*Work item*
Go over the records and copy every line with the string "threshold".

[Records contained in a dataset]
----------------------------------------
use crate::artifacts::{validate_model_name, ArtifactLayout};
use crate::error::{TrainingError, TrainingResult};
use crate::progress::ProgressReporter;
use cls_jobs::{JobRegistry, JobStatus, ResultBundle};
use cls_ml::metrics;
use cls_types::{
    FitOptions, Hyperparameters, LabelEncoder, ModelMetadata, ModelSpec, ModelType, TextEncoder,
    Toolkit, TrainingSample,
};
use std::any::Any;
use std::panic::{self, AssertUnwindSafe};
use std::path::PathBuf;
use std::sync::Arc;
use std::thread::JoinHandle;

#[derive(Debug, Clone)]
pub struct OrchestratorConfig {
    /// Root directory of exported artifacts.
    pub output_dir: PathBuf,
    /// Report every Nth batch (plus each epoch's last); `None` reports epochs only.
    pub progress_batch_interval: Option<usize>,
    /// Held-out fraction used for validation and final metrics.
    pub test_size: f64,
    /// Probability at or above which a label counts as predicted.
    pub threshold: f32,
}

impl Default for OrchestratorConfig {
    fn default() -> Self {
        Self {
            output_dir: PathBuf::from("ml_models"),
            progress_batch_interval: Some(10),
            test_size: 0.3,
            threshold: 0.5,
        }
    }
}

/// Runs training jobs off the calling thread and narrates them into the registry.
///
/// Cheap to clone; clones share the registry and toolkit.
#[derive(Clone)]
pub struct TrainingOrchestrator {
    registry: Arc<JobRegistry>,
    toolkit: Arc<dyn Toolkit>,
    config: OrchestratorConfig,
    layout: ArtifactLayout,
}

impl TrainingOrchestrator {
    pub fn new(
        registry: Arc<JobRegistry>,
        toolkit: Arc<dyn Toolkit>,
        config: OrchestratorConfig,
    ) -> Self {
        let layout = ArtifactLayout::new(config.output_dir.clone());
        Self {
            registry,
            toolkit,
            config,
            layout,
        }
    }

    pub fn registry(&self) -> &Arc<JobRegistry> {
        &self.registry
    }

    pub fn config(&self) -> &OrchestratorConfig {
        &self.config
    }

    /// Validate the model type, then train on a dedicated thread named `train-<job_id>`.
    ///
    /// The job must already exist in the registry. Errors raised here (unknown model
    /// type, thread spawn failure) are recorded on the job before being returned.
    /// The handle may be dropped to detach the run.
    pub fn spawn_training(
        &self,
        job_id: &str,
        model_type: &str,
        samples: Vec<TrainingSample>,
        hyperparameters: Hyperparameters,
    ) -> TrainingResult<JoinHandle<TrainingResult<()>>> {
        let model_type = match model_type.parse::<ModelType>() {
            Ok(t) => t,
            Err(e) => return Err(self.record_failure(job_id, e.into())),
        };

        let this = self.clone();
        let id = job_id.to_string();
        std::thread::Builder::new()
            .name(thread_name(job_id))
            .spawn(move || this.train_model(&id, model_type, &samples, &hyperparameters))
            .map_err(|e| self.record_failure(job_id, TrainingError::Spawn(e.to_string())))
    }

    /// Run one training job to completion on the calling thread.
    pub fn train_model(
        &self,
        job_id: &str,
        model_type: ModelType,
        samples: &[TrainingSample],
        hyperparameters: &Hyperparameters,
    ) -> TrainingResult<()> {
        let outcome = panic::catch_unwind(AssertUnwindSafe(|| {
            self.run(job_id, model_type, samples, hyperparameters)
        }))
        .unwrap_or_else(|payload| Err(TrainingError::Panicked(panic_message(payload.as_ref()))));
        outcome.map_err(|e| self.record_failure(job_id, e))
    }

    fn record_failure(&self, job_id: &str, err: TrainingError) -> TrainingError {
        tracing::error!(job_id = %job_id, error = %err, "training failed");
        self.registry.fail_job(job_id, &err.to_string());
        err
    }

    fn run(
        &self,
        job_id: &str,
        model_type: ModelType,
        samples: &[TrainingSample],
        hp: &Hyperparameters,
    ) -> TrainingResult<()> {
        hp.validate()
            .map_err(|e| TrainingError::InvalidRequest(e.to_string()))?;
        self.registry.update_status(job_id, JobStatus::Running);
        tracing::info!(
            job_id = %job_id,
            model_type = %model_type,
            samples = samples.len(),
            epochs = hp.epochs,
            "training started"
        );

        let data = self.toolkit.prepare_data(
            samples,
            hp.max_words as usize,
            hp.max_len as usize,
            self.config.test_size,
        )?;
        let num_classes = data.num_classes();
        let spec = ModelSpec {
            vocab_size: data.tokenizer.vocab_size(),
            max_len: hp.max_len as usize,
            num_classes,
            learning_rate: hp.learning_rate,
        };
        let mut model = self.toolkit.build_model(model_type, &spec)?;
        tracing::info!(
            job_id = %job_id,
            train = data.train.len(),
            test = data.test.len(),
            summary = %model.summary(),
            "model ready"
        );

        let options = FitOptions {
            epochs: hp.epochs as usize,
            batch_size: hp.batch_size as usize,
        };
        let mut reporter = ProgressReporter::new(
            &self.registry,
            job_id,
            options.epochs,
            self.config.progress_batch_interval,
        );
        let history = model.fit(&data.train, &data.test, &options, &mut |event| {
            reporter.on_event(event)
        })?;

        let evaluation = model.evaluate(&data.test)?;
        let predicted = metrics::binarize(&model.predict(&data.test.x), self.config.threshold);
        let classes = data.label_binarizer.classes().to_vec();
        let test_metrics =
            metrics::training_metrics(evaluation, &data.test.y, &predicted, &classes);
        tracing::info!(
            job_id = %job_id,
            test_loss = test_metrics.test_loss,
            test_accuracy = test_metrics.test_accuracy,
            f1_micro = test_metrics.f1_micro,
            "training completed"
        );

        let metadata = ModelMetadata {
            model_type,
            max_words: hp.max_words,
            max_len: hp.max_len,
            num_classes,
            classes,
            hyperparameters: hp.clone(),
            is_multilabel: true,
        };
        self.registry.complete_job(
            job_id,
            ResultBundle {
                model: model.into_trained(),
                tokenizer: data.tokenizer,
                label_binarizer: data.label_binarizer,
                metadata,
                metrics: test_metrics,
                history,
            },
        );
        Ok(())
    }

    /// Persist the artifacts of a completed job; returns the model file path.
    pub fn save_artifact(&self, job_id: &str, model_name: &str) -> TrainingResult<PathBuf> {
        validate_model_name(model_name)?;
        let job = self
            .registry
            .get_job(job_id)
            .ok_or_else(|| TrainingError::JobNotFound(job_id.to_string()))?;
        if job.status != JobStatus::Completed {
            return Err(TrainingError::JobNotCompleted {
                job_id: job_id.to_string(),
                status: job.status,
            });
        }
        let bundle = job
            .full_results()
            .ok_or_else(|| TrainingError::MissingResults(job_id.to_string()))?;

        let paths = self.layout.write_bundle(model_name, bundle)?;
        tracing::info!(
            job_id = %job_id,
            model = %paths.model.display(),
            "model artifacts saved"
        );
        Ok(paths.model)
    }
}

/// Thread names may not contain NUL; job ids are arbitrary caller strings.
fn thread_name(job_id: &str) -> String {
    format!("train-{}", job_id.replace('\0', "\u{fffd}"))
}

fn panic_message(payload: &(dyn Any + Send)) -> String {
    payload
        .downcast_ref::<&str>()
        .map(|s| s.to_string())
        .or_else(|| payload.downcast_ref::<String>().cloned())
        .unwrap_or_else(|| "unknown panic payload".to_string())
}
----------------------------------------
*Problem solution*
    pub threshold: f32,
            threshold: 0.5,
        let predicted = metrics::binarize(&model.predict(&data.test.x), self.config.threshold);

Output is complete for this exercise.